------ Available data ------
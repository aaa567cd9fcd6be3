//! Content-based agent selection.
//!
//! Each registered agent's skill examples form its trigger vocabulary.
//! An inbound message is tokenized the same way and routed to the first
//! registered agent whose vocabulary intersects the message tokens.
//! When nothing matches, selection falls back to the configured default
//! agent, so routing never fails a request on its own.

use std::collections::BTreeSet;

use crate::agents::AgentRegistry;
use crate::models::{AgentSkill, Message};

/// Minimum token length considered meaningful for matching.
const MIN_TOKEN_LEN: usize = 3;

/// Words too common to carry routing signal.
const STOPWORDS: &[&str] = &[
    "all", "and", "any", "are", "but", "can", "could", "does", "for", "from", "had", "has",
    "have", "how", "its", "not", "our", "that", "the", "this", "was", "were", "what", "will",
    "with", "you", "your",
];

/// Split text into lowercase alphanumeric tokens, dropping short tokens
/// and stopwords.
#[must_use]
pub fn tokenize(text: &str) -> BTreeSet<String> {
    text.to_lowercase()
        .split(|ch: char| !ch.is_alphanumeric())
        .filter(|token| token.len() >= MIN_TOKEN_LEN && !STOPWORDS.contains(token))
        .map(str::to_owned)
        .collect()
}

/// The trigger vocabulary of a set of skills: every token appearing in
/// any skill example.
#[must_use]
pub fn trigger_vocabulary(skills: &[AgentSkill]) -> BTreeSet<String> {
    skills
        .iter()
        .flat_map(|skill| skill.examples.iter())
        .flat_map(|example| tokenize(example))
        .collect()
}

/// Select the agent id for a message.
///
/// Agents are considered in registration order; the first whose trigger
/// vocabulary overlaps the message tokens wins. With no overlap anywhere
/// the configured default agent id is returned, whether or not an agent
/// is registered under it. Selection is a pure function of the message
/// text and the registry contents.
#[must_use]
pub fn select_agent(agents: &AgentRegistry, message: &Message, default_agent: &str) -> String {
    let tokens = tokenize(&message.text_content());
    if tokens.is_empty() {
        return default_agent.to_owned();
    }
    for (agent_id, agent) in agents.iter() {
        let vocabulary = trigger_vocabulary(agent.skills());
        if !vocabulary.is_disjoint(&tokens) {
            return agent_id.to_owned();
        }
    }
    default_agent.to_owned()
}
//! JSON-RPC envelope structures and codec helpers.

pub mod envelope;

pub use envelope::{
    decode_request, parse_value, JsonRpcRequest, JsonRpcResponse, RpcError, PROTOCOL_VERSION,
};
------
What needs to be done: The data should be written out again in full, exactly as it stands.

Answer to this problem:
repository aaa567cd9fcd6be3
//! Content-based agent selection.
//!
//! Each registered agent's skill examples form its trigger vocabulary.
//! An inbound message is tokenized the same way and routed to the first
//! registered agent whose vocabulary intersects the message tokens.
//! When nothing matches, selection falls back to the configured default
//! agent, so routing never fails a request on its own.

use std::collections::BTreeSet;

use crate::agents::AgentRegistry;
use crate::models::{AgentSkill, Message};

/// Minimum token length considered meaningful for matching.
const MIN_TOKEN_LEN: usize = 3;

/// Words too common to carry routing signal.
const STOPWORDS: &[&str] = &[
    "all", "and", "any", "are", "but", "can", "could", "does", "for", "from", "had", "has",
    "have", "how", "its", "not", "our", "that", "the", "this", "was", "were", "what", "will",
    "with", "you", "your",
];

/// Split text into lowercase alphanumeric tokens, dropping short tokens
/// and stopwords.
#[must_use]
pub fn tokenize(text: &str) -> BTreeSet<String> {
    text.to_lowercase()
        .split(|ch: char| !ch.is_alphanumeric())
        .filter(|token| token.len() >= MIN_TOKEN_LEN && !STOPWORDS.contains(token))
        .map(str::to_owned)
        .collect()
}

/// The trigger vocabulary of a set of skills: every token appearing in
/// any skill example.
#[must_use]
pub fn trigger_vocabulary(skills: &[AgentSkill]) -> BTreeSet<String> {
    skills
        .iter()
        .flat_map(|skill| skill.examples.iter())
        .flat_map(|example| tokenize(example))
        .collect()
}

/// Select the agent id for a message.
///
/// Agents are considered in registration order; the first whose trigger
/// vocabulary overlaps the message tokens wins. With no overlap anywhere
/// the configured default agent id is returned, whether or not an agent
/// is registered under it. Selection is a pure function of the message
/// text and the registry contents.
#[must_use]
pub fn select_agent(agents: &AgentRegistry, message: &Message, default_agent: &str) -> String {
    let tokens = tokenize(&message.text_content());
    if tokens.is_empty() {
        return default_agent.to_owned();
    }
    for (agent_id, agent) in agents.iter() {
        let vocabulary = trigger_vocabulary(agent.skills());
        if !vocabulary.is_disjoint(&tokens) {
            return agent_id.to_owned();
        }
    }
    default_agent.to_owned()
}
//! JSON-RPC envelope structures and codec helpers.

pub mod envelope;

pub use envelope::{
    decode_request, parse_value, JsonRpcRequest, JsonRpcResponse, RpcError, PROTOCOL_VERSION,
};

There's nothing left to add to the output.